→ REQUIRED ACTION: Please return the lines of the data that contain "SingleYears".
[SUPPLIED INFORMATION — start]
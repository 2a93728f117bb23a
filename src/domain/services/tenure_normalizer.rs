// Copyright (c) 2025 Kirky.X
//
// Licensed under the MIT License
// See LICENSE file in the project root for full license information.

//! 期限文本归一化
//!
//! 把 "91 days to 6 months"、"1 Year"、"less than 46 days" 之类的自由文本
//! 转换为以天为单位的 [`TenureRange`]。规则按固定优先级依次尝试，
//! 第一个命中的规则决定结果；这个顺序本身就是约定，因为同一段文本
//! 往往能宽松地匹配多个规则。

use crate::domain::models::rate_quote::TenureRange;
use once_cell::sync::Lazy;
use regex::{Captures, Regex};

const DAYS_PER_MONTH: u32 = 30;
const DAYS_PER_YEAR: u32 = 365;
/// "more than N days" 的开放区间宽度
const OPEN_ENDED_WINDOW_DAYS: u32 = 365;

macro_rules! sep {
    () => {
        r"(?:to|up to|-|–|and up to|and|less than)"
    };
}

static DAY_RANGE: Lazy<Regex> = Lazy::new(|| {
    Regex::new(concat!(r"(\d+)\s*days?\s*", sep!(), r"\s*(\d+)\s*days?")).unwrap()
});

static YEAR_RANGE: Lazy<Regex> = Lazy::new(|| {
    Regex::new(concat!(
        r"(\d+)\s*years?\s*(?:\d+\s*days?)?\s*",
        sep!(),
        r"\s*(\d+)\s*years?"
    ))
    .unwrap()
});

static MONTH_RANGE: Lazy<Regex> = Lazy::new(|| {
    Regex::new(concat!(
        r"(\d+)\s*months?\s*",
        sep!(),
        r"?\s*",
        sep!(),
        r"?\s*(\d+)\s*months?"
    ))
    .unwrap()
});

static MIXED_RANGE: Lazy<Regex> = Lazy::new(|| {
    Regex::new(concat!(
        r"(\d+)\s*(day|month|year)s?\s*",
        sep!(),
        r"\s*(\d+)\s*(day|month|year)s?"
    ))
    .unwrap()
});

// Group 1 marks a comparative qualifier; such matches are left for the
// "less than" / "more than" rules.
static SINGLE_DAY: Lazy<Regex> =
    Lazy::new(|| Regex::new(r"(?:(less|more) than\s*)?(\d+)\s*days?").unwrap());
static SINGLE_MONTH: Lazy<Regex> = Lazy::new(|| Regex::new(r"(\d+)\s*months?").unwrap());
static SINGLE_YEAR: Lazy<Regex> = Lazy::new(|| Regex::new(r"(\d+)\s*years?").unwrap());
static LESS_THAN_DAYS: Lazy<Regex> =
    Lazy::new(|| Regex::new(r"less than\s*(\d+)\s*days?").unwrap());
static MORE_THAN_DAYS: Lazy<Regex> =
    Lazy::new(|| Regex::new(r"more than\s*(\d+)\s*days?").unwrap());
static NUMBER: Lazy<Regex> = Lazy::new(|| Regex::new(r"\d+").unwrap());

/// 命中的归一化规则，按优先级排列
#[derive(Debug, Clone, Copy, PartialEq, Eq)]
pub enum TenureRule {
    DayRange,
    YearRange,
    MonthRange,
    MixedRange,
    SingleDays,
    SingleMonths,
    SingleYears,
    LessThanDays,
    MoreThanDays,
    Numbers,
}

/// 归一化结果：命中的规则以及对应的区间
///
/// 规则命中但数值不满足区间不变量时 `range` 为 `None`，
/// 此时不会继续尝试后续规则。
#[derive(Debug, Clone, Copy, PartialEq, Eq)]
pub struct TenureMatch {
    pub rule: TenureRule,
    pub range: Option<TenureRange>,
}

/// 把期限文本转换为天数区间，无法解析时返回 `None`
pub fn normalize_tenure(text: &str) -> Option<TenureRange> {
    classify_tenure(text).and_then(|m| m.range)
}

/// 按优先级依次匹配规则，返回第一个命中的规则
///
/// 文本会先转小写并去除首尾空白。没有任何规则命中（包括文本中
/// 不含数字）时返回 `None`。
pub fn classify_tenure(text: &str) -> Option<TenureMatch> {
    let text = text.trim().to_lowercase();
    if text.is_empty() {
        return None;
    }

    if let Some(c) = DAY_RANGE.captures(&text) {
        return Some(hit(TenureRule::DayRange, range(&c, 1, 1, 2, 1)));
    }
    if let Some(c) = YEAR_RANGE.captures(&text) {
        return Some(hit(
            TenureRule::YearRange,
            range(&c, 1, DAYS_PER_YEAR, 2, DAYS_PER_YEAR),
        ));
    }
    if let Some(c) = MONTH_RANGE.captures(&text) {
        return Some(hit(
            TenureRule::MonthRange,
            range(&c, 1, DAYS_PER_MONTH, 2, DAYS_PER_MONTH),
        ));
    }
    if let Some(c) = MIXED_RANGE.captures(&text) {
        let min = unit_factor(&c[2]).and_then(|f| scaled(&c, 1, f));
        let max = unit_factor(&c[4]).and_then(|f| scaled(&c, 3, f));
        let range = min.zip(max).and_then(|(min, max)| TenureRange::new(min, max));
        return Some(hit(TenureRule::MixedRange, range));
    }
    if let Some(c) = SINGLE_DAY
        .captures_iter(&text)
        .find(|c| c.get(1).is_none())
    {
        return Some(hit(
            TenureRule::SingleDays,
            scaled(&c, 2, 1).and_then(TenureRange::single),
        ));
    }
    if let Some(c) = SINGLE_MONTH.captures(&text) {
        return Some(hit(
            TenureRule::SingleMonths,
            scaled(&c, 1, DAYS_PER_MONTH).and_then(TenureRange::single),
        ));
    }
    if let Some(c) = SINGLE_YEAR.captures(&text) {
        return Some(hit(
            TenureRule::SingleYears,
            scaled(&c, 1, DAYS_PER_YEAR).and_then(TenureRange::single),
        ));
    }
    if let Some(c) = LESS_THAN_DAYS.captures(&text) {
        let range = scaled(&c, 1, 1)
            .and_then(|days| days.checked_sub(1))
            .and_then(|max| TenureRange::new(1, max));
        return Some(hit(TenureRule::LessThanDays, range));
    }
    if let Some(c) = MORE_THAN_DAYS.captures(&text) {
        let range = scaled(&c, 1, 1).and_then(|days| {
            TenureRange::new(
                days.checked_add(1)?,
                days.checked_add(OPEN_ENDED_WINDOW_DAYS)?,
            )
        });
        return Some(hit(TenureRule::MoreThanDays, range));
    }

    // Last resort: literal integers, no unit conversion.
    let numbers: Vec<Option<u32>> = NUMBER
        .find_iter(&text)
        .take(2)
        .map(|m| m.as_str().parse().ok())
        .collect();
    let range = match numbers.as_slice() {
        [] => return None,
        [single] => single.and_then(TenureRange::single),
        [min, max, ..] => min.zip(*max).and_then(|(min, max)| TenureRange::new(min, max)),
    };
    Some(hit(TenureRule::Numbers, range))
}

fn hit(rule: TenureRule, range: Option<TenureRange>) -> TenureMatch {
    TenureMatch { rule, range }
}

fn unit_factor(unit: &str) -> Option<u32> {
    match unit {
        "day" => Some(1),
        "month" => Some(DAYS_PER_MONTH),
        "year" => Some(DAYS_PER_YEAR),
        _ => None,
    }
}

fn scaled(caps: &Captures<'_>, group: usize, factor: u32) -> Option<u32> {
    caps.get(group)?
        .as_str()
        .parse::<u32>()
        .ok()?
        .checked_mul(factor)
}

fn range(
    caps: &Captures<'_>,
    min_group: usize,
    min_factor: u32,
    max_group: usize,
    max_factor: u32,
) -> Option<TenureRange> {
    TenureRange::new(
        scaled(caps, min_group, min_factor)?,
        scaled(caps, max_group, max_factor)?,
    )
}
[SUPPLIED INFORMATION — finish]
→ EXERCISE OUTPUT:
    SingleYears,
            TenureRule::SingleYears,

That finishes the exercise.